One Key to Kicking Gum Disease: Exercise

running shoesWe’ve looked before at how exercise supports healthy teeth and gums just as much as it does your overall health and well-being. Now new research suggests that one of the ways this happens is by keeping inflammation under control.

Inflammation, of course, is a common thread through the many health conditions linked to gum disease. These include diabetes, stroke, heart disease, rheumatoid arthritis, Alzheimer’s, cancer, and more.

Simply put, the chronic inflammation in a mouth with periodontal disease also leads to chronic inflammation throughout the whole body. Much of what we do to fight the gum disease – the planing, scaling, irrigating with ozone, disinfecting with laser, and more – are attempts to curb the inflammatory processes there in the mouth. Anything that can help control inflammation is helpful.

And that includes exercise, according to the paper just published in the Journal of Clinical Periodontology.

The study was performed on lab rats that were taught to swim to swim for one hour each day. After six weeks of this exercise, the researchers induced periodontal disease in these rats, as well as in another group of rats that were not exercising.

Then they monitored them, looking specifically as loss of supporting jaw bone and epithelial attachment. Each represents a different aspect of what periodontal disease does to the gums and teeth.

Loss of epithelial attachment is a measure of soft tissue damage. Epithelial tissues make up the outermost layer of the gums and are critical for the attachment of the gums to the teeth. A they become less attached, the gums recede and the gingival pockets alongside the teeth deepen. These are a perfect place for pathogenic (harmful) microbes to live and multiply, which only worsens the condition.

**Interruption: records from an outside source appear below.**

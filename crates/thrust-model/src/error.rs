use thiserror::Error;

/// Invalid [`MetricOptions`](crate::MetricOptions).
#[derive(Debug, Clone, PartialEq, Error)]
pub enum OptionsError {
    #[error("{field} must be a finite number")]
    NotFinite { field: &'static str },
    #[error("{field} must be a fraction in (0, 1], got {value}")]
    FractionOutOfRange { field: &'static str, value: f64 },
    #[error("riseTimeStart ({start}) must be below riseTimeEnd ({end})")]
    InvertedRiseWindow { start: f64, end: f64 },
    #[error("minBurnDuration must not be negative, got {value}")]
    NegativeDuration { value: f64 },
}
//! Per-invocation analysis options.

use serde::{Deserialize, Serialize};

use thrust_model::{MetricOptions, OptionsError};

/// Everything one pipeline run needs besides its input files.
///
/// Built explicitly by the caller and passed down; nothing reads options from
/// global state.
#[derive(Debug, Clone, Default, PartialEq, Serialize, Deserialize)]
#[serde(default, rename_all = "camelCase")]
pub struct AnalysisOptions {
    /// Metric thresholds, stored inline next to the column overrides.
    #[serde(flatten)]
    pub metrics: MetricOptions,
    /// Use this column as the time axis instead of the detected one.
    pub time_column: Option<String>,
    /// Use this column as thrust instead of the detected one.
    pub thrust_column: Option<String>,
}

impl AnalysisOptions {
    pub fn new(metrics: MetricOptions) -> Self {
        Self {
            metrics,
            ..Self::default()
        }
    }

    pub fn with_time_column(mut self, column: impl Into<String>) -> Self {
        self.time_column = Some(column.into());
        self
    }

    pub fn with_thrust_column(mut self, column: impl Into<String>) -> Self {
        self.thrust_column = Some(column.into());
        self
    }

    pub fn has_column_overrides(&self) -> bool {
        self.time_column.is_some() || self.thrust_column.is_some()
    }

    pub fn validate(&self) -> Result<(), OptionsError> {
        self.metrics.validate()
    }
}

Ultimately, the chronic inflammation from these infections leads to another consequence of periodontal disease: alveolar bone loss – that is, the bone that supports your teeth. This destruction happens in the advanced stages of gum disease. It weakens the jawbone itself and destroys that attachment points for the teeth.

As both the soft tissues and jawbone are increasingly damaged, it becomes impossible to keep the teeth in the mouth, leading to their loss.

But those lab rats show how exercise can make this outcome less inevitable.

Those who exercised showed much less loss of epithelial attachment and bone than those who weren’t trained to exercise. Specifically, exercise decreased the amount of a protein called tumor necrosis factor-alpha (TNF-Alpha) and increased the amount of another protein Interleukin-10 (IL-10). TNF-alpha increases inflammation while IL-10 is anti-inflammatory.

This shows that the exercise inhibited inflammation by affecting the proteins that control it, affecting signs of both early and late gum disease.

But wait! There’s more!

One other effect of periodontal disease – in rats and many humans alike – is heightened anxiety. Using behavioral tests, the researchers also found that anxiety-related behaviors were less severe among the rats that exercised. Changes in brain structure suggested that exercise may make rats without periodontal disease more resistant to anxiety as well.

There’s considerable debate over how much exercise is desirable and what kinds are best. We don’t recommend getting caught up in all that. The important thing is to find physical activity that you like and make doing it a priority. If you say that you’ll do it when you have the time, you never will. Yet it should be considered as essential to your health as good diet and hygiene. It’s a point that bears repeating:

Just as you wouldn’t go for days on end without brushing or showering or drinking water or eating healthy food, you shouldn’t go without physical activity.

Your gums – and the rest of you – will be grateful.